● Work order
Lines from the first one down to the one containing "wins when set." in the data below are the only ones needed; please return them exactly, both ends included.

(Stored data)
----

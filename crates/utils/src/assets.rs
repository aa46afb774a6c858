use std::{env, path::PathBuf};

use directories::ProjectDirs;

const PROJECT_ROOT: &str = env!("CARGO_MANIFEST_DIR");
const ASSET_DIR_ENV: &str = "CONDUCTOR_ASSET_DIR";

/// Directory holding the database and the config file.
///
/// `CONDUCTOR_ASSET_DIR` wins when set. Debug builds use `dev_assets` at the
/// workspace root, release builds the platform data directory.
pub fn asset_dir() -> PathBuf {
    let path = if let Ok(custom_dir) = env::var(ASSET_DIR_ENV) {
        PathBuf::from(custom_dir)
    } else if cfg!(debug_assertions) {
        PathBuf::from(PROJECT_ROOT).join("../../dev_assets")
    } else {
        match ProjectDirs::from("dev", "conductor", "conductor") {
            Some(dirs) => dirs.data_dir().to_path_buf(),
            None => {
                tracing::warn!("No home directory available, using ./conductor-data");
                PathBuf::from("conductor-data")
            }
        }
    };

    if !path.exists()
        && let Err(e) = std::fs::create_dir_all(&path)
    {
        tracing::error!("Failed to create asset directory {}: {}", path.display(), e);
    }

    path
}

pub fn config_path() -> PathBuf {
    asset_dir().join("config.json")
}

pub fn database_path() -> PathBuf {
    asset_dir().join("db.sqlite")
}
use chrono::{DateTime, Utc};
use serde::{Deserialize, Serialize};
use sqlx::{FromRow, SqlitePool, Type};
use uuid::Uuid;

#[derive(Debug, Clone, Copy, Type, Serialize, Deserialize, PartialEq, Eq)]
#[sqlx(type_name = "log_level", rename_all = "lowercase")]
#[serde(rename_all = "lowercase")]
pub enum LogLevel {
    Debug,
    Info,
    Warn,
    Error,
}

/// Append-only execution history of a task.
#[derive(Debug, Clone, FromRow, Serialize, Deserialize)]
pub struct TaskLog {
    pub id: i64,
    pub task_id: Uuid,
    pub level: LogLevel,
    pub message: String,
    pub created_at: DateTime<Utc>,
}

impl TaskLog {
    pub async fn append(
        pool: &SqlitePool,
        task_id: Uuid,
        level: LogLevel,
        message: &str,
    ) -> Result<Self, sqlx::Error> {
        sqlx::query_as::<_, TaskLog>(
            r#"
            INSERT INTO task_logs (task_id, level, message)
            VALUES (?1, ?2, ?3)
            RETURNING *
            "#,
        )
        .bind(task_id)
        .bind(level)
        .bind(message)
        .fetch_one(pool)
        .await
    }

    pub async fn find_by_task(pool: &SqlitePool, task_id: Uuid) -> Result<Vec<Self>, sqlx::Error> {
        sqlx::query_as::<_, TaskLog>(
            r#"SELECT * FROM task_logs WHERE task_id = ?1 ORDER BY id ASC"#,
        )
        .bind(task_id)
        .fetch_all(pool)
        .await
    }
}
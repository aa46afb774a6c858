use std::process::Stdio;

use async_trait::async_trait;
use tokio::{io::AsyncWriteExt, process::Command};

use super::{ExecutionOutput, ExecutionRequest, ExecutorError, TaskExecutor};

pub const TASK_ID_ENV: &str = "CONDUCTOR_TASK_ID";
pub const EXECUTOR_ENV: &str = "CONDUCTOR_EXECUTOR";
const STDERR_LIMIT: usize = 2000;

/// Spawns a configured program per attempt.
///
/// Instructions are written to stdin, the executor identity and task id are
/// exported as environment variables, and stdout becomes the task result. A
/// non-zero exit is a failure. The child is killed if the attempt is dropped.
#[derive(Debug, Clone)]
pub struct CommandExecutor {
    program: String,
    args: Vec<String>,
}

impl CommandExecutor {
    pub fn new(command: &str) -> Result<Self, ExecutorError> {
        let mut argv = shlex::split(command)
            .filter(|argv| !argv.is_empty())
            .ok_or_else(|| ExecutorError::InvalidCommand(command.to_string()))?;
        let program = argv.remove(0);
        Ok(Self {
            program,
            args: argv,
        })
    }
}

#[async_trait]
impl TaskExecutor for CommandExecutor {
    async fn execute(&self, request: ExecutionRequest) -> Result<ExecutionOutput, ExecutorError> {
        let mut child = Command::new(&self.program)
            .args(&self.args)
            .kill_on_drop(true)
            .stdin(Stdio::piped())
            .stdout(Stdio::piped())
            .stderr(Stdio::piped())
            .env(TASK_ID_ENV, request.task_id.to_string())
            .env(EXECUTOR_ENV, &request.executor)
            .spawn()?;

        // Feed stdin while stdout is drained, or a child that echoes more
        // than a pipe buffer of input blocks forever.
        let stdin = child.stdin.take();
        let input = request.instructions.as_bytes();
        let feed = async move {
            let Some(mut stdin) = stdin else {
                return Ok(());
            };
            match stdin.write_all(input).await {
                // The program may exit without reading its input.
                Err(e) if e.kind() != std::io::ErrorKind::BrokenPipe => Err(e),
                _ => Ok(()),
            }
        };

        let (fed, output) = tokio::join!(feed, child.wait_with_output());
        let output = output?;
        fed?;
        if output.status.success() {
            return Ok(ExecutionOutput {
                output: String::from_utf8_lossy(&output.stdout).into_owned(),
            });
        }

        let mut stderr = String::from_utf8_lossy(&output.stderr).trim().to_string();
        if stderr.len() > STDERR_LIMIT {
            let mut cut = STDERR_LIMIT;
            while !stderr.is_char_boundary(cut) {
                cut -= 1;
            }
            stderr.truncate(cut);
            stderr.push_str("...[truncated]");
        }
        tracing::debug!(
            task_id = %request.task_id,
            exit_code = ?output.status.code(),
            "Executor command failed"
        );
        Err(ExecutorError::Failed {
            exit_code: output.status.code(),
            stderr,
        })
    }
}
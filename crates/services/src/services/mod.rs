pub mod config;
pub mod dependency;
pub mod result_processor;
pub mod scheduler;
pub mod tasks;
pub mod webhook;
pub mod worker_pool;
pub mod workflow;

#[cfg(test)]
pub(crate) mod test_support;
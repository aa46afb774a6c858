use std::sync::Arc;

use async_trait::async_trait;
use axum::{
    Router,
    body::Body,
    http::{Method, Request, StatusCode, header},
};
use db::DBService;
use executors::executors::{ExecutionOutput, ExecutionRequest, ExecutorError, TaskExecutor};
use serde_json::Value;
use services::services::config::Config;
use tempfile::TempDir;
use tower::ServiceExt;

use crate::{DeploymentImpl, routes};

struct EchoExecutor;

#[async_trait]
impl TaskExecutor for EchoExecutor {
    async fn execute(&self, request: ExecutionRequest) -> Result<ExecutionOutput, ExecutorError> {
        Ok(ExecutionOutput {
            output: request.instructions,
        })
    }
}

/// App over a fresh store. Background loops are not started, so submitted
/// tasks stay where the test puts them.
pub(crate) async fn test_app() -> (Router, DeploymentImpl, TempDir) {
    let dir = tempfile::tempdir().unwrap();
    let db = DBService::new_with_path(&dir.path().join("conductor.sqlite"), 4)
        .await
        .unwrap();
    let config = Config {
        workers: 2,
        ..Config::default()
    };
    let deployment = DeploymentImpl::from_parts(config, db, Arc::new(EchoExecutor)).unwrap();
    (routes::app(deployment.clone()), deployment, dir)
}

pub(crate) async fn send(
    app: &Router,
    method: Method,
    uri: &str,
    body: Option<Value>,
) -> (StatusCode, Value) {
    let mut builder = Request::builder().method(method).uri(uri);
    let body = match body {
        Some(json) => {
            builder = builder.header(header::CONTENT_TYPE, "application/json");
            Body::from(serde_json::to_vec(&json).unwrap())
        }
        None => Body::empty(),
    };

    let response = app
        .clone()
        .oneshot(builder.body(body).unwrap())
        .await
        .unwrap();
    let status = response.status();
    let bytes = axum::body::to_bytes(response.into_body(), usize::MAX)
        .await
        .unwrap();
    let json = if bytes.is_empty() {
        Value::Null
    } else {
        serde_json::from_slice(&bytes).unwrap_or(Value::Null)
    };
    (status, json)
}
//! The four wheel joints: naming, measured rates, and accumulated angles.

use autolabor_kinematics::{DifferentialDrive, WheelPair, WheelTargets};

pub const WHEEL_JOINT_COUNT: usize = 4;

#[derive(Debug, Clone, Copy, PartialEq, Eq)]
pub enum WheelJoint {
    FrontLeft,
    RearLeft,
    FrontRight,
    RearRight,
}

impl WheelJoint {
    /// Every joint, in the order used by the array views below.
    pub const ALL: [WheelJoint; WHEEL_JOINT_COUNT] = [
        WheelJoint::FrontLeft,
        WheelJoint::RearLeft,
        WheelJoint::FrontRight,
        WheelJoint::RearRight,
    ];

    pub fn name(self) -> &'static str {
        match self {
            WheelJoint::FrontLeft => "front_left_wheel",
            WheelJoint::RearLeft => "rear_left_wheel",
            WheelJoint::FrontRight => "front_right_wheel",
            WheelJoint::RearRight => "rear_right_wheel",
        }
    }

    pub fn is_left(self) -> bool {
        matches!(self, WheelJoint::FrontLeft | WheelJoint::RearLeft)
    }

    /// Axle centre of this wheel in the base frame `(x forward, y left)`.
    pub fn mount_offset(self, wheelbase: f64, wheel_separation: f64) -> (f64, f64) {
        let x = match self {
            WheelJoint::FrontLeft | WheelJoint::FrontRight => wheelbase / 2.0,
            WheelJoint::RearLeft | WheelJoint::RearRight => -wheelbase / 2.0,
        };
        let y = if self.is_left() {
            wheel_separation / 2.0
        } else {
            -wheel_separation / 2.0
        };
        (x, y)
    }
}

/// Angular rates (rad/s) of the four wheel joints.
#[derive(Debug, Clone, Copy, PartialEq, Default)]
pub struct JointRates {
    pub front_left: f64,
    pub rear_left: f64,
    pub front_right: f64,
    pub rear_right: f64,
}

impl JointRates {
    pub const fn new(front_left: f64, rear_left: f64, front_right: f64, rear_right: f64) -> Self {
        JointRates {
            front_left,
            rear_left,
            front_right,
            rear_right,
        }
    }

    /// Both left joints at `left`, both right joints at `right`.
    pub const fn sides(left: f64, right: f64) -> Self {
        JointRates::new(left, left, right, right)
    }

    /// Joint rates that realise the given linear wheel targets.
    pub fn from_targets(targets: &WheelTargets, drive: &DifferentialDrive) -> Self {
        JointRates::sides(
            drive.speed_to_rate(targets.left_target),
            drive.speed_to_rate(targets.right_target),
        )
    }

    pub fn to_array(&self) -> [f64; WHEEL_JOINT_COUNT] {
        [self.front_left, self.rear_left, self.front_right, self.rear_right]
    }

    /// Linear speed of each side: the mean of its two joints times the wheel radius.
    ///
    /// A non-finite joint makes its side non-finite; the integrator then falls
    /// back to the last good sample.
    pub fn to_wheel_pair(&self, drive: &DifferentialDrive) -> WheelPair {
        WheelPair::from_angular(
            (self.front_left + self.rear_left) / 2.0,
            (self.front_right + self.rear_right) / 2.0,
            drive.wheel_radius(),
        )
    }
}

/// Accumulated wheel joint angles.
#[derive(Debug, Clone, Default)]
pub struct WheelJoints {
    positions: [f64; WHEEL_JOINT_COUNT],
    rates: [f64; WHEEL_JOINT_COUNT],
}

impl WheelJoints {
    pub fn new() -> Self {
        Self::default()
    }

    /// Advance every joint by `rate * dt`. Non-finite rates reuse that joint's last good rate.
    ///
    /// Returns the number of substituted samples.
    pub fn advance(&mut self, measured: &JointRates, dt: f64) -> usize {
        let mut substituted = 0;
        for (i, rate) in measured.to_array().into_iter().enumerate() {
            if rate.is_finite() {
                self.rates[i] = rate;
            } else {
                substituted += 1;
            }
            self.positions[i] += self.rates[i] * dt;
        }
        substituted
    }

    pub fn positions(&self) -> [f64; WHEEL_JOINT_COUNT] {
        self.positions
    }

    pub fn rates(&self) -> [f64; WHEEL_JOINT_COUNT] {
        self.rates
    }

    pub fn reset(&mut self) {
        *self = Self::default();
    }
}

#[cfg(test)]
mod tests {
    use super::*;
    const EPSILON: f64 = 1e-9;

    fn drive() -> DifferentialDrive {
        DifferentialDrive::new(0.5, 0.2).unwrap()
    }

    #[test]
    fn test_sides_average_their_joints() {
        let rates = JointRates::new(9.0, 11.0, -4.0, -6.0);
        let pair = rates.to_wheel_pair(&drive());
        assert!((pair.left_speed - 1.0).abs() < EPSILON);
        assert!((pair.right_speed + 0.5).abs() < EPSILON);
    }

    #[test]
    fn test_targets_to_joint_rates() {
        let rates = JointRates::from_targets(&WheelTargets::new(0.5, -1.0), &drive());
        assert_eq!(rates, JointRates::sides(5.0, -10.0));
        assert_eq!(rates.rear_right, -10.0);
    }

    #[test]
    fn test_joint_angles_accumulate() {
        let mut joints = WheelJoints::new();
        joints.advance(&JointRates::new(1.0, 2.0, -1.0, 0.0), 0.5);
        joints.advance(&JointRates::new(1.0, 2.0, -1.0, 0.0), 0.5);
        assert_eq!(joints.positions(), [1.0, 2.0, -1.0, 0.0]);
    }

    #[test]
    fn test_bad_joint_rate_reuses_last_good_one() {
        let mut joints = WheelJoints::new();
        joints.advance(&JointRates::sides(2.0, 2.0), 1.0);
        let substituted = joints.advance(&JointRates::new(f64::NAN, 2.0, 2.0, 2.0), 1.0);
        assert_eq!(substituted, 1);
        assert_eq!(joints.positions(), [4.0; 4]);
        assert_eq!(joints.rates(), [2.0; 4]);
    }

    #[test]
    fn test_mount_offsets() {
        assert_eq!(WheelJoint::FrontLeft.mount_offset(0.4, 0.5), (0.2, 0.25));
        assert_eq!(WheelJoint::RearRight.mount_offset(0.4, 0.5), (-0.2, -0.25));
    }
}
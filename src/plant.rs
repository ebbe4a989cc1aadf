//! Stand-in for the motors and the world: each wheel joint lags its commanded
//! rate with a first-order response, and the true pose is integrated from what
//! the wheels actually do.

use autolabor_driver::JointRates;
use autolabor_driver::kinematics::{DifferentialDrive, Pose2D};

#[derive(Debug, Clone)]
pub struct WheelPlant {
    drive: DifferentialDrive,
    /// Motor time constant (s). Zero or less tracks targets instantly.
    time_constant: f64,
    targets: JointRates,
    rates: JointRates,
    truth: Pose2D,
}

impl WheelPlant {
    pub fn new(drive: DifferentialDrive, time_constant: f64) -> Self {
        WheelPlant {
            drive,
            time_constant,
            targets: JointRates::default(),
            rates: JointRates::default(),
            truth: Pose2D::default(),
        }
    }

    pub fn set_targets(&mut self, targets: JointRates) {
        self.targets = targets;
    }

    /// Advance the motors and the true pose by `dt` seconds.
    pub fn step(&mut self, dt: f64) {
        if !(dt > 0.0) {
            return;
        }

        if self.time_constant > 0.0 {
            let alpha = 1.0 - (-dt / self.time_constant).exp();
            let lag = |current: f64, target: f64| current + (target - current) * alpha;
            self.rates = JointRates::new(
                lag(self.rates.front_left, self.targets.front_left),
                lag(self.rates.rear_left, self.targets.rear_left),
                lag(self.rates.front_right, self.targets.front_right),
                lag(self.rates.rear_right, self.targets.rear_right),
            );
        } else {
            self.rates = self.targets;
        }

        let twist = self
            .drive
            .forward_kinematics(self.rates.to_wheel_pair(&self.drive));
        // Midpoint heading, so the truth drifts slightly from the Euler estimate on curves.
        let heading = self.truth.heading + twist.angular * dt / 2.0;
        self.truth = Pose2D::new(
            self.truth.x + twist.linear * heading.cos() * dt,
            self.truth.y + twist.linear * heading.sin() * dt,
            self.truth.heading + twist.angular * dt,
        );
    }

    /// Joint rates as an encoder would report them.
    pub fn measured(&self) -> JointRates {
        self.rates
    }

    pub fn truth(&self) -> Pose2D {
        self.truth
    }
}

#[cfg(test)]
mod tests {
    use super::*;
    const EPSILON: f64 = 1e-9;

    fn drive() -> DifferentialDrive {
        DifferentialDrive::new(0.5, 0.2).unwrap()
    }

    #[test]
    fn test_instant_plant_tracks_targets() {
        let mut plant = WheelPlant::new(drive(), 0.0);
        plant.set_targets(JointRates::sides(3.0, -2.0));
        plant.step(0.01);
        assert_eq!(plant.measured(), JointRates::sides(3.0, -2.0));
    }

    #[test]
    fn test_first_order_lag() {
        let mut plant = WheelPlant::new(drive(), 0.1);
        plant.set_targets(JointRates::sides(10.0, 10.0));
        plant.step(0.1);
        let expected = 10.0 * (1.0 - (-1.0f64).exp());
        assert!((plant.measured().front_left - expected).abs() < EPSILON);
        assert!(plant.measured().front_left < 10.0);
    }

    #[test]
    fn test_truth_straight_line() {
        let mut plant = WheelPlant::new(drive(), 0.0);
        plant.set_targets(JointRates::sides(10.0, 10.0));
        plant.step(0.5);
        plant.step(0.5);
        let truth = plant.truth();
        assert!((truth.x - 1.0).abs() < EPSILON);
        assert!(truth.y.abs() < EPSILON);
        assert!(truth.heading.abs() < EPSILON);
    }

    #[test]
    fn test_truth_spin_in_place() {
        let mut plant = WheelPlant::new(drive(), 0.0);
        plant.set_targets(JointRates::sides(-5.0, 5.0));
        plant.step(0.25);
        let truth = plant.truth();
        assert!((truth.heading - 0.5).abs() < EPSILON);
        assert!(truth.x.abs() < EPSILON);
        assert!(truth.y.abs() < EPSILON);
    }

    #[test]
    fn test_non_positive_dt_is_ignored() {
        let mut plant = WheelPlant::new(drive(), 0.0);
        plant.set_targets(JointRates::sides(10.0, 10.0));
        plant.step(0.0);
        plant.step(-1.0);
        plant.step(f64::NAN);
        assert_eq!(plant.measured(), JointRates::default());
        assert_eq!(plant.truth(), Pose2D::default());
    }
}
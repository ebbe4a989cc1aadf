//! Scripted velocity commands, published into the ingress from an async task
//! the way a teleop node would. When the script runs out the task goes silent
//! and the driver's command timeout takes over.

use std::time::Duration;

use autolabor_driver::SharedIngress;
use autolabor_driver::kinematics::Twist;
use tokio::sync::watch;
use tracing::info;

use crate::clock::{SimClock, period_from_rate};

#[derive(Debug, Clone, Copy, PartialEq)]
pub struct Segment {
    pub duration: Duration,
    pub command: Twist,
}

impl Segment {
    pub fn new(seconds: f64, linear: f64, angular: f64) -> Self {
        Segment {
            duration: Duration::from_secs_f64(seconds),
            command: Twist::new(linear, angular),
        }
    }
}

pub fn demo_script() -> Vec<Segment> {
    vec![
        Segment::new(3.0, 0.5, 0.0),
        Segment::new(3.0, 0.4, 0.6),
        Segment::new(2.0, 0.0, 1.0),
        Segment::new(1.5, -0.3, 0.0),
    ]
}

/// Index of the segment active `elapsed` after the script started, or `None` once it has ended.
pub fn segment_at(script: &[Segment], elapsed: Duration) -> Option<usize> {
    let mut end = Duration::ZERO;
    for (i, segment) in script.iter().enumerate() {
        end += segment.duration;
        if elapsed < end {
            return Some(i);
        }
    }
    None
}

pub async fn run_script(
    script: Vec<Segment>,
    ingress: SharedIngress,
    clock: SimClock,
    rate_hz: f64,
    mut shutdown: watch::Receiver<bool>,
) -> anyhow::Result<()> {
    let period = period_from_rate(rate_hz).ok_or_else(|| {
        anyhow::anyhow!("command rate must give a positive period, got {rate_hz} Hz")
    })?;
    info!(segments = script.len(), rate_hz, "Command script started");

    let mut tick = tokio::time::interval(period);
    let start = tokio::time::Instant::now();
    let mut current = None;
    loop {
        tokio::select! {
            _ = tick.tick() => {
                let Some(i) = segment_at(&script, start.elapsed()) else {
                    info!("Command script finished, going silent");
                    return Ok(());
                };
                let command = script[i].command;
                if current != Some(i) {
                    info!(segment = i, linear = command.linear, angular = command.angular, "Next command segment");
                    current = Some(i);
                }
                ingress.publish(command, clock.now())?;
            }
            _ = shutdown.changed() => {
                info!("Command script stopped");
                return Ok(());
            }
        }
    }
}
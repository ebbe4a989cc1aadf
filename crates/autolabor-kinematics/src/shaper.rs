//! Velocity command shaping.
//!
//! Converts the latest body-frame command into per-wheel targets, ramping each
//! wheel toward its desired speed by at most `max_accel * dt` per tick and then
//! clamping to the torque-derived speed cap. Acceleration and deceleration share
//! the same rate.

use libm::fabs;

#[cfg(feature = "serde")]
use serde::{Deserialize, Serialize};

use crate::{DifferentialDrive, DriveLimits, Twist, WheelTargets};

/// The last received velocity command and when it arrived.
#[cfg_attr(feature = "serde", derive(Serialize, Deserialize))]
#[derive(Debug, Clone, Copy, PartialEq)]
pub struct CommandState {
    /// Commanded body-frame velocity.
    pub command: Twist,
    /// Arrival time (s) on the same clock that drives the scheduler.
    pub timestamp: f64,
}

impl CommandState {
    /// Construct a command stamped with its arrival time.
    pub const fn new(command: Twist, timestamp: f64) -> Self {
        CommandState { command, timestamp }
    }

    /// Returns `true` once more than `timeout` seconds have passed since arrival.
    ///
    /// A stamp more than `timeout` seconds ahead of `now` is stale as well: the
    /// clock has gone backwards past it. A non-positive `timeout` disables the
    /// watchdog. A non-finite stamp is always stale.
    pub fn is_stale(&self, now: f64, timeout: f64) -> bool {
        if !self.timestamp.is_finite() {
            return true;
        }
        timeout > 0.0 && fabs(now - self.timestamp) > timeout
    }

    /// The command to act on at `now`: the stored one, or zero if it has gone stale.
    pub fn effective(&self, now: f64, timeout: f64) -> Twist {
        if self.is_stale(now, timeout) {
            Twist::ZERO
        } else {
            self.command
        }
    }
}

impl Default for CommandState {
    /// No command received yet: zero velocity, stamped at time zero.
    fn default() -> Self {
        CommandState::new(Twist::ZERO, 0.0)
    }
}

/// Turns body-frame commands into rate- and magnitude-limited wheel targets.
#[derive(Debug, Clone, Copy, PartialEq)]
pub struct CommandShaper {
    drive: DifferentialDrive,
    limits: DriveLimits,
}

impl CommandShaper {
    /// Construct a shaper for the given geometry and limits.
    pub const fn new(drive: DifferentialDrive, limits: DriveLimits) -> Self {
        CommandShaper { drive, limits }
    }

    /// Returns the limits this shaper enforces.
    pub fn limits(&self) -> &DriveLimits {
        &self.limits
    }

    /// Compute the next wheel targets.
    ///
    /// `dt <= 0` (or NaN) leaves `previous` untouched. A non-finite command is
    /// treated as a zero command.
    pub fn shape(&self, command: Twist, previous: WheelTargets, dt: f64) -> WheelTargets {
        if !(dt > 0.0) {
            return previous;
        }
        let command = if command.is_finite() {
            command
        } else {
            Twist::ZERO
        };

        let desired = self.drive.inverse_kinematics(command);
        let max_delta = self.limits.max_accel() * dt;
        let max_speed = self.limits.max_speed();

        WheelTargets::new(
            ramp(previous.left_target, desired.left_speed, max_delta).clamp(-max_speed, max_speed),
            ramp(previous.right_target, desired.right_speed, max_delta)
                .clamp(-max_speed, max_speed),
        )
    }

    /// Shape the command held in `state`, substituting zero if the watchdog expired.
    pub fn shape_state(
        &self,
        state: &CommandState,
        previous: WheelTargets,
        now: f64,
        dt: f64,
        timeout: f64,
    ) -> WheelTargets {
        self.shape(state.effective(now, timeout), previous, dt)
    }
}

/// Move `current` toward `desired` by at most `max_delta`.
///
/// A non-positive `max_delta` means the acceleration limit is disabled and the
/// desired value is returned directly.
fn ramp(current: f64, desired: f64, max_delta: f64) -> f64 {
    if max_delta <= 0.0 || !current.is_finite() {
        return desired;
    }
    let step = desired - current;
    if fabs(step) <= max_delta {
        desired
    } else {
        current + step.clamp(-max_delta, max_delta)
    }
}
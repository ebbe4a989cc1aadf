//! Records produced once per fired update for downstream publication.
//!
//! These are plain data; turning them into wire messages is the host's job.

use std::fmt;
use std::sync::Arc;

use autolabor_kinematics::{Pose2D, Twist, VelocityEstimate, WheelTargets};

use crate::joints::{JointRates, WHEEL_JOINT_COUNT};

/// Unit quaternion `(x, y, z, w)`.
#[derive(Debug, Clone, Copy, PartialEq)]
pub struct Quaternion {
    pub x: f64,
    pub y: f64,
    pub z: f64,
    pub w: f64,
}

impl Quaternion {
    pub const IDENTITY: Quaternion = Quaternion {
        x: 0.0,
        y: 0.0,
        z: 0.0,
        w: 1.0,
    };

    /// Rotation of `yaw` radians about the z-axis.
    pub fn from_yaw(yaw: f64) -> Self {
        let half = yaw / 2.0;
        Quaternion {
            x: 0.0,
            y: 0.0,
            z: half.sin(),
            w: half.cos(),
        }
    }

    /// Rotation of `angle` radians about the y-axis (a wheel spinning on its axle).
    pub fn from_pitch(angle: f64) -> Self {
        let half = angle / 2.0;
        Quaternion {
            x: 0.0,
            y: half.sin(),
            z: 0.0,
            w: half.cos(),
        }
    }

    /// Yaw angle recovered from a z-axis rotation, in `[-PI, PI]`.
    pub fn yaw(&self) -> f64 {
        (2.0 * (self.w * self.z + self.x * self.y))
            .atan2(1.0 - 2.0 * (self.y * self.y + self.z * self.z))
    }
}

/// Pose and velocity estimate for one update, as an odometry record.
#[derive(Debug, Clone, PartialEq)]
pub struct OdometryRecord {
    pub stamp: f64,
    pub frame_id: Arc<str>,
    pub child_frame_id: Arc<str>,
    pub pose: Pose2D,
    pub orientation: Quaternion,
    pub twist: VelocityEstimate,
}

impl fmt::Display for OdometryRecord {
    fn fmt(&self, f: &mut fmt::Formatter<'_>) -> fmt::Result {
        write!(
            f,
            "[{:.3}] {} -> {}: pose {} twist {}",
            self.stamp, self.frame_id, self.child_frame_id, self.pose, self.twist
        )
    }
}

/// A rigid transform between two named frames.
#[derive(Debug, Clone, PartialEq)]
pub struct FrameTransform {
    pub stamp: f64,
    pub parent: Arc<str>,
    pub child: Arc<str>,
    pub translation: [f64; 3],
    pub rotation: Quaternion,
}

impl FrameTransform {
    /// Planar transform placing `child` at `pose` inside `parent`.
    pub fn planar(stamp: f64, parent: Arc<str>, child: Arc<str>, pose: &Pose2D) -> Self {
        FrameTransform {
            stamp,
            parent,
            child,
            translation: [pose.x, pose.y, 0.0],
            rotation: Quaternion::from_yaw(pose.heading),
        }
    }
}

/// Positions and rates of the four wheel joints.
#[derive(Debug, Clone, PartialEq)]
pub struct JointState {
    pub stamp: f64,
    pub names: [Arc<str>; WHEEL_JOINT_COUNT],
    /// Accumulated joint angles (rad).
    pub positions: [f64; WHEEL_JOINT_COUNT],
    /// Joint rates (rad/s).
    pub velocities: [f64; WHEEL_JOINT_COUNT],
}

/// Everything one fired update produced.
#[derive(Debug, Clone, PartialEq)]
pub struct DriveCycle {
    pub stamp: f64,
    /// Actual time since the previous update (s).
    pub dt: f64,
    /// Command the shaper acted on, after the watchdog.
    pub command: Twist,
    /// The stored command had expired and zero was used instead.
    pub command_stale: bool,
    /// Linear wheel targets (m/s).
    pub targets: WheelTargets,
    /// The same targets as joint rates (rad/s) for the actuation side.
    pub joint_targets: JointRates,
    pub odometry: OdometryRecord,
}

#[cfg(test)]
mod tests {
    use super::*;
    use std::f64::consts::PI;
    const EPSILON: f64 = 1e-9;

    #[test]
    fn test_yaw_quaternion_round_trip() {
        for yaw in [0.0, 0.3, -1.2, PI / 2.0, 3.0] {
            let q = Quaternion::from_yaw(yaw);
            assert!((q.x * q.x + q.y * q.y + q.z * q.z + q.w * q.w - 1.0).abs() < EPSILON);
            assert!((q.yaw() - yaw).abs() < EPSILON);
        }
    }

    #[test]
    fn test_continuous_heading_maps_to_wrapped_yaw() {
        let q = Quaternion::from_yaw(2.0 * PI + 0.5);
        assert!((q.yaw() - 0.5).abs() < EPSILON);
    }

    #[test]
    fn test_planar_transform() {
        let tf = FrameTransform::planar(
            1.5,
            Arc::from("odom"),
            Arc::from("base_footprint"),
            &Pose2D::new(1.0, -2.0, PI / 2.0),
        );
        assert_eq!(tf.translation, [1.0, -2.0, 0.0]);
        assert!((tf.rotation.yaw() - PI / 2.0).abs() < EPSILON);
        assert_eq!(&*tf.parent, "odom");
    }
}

----

● Solution
filename crates/utils/src/assets.rs
repository aa46afb774a6c858
use std::{env, path::PathBuf};

use directories::ProjectDirs;

const PROJECT_ROOT: &str = env!("CARGO_MANIFEST_DIR");
const ASSET_DIR_ENV: &str = "CONDUCTOR_ASSET_DIR";

/// Directory holding the database and the config file.
///
/// `CONDUCTOR_ASSET_DIR` wins when set. Debug builds use `dev_assets` at the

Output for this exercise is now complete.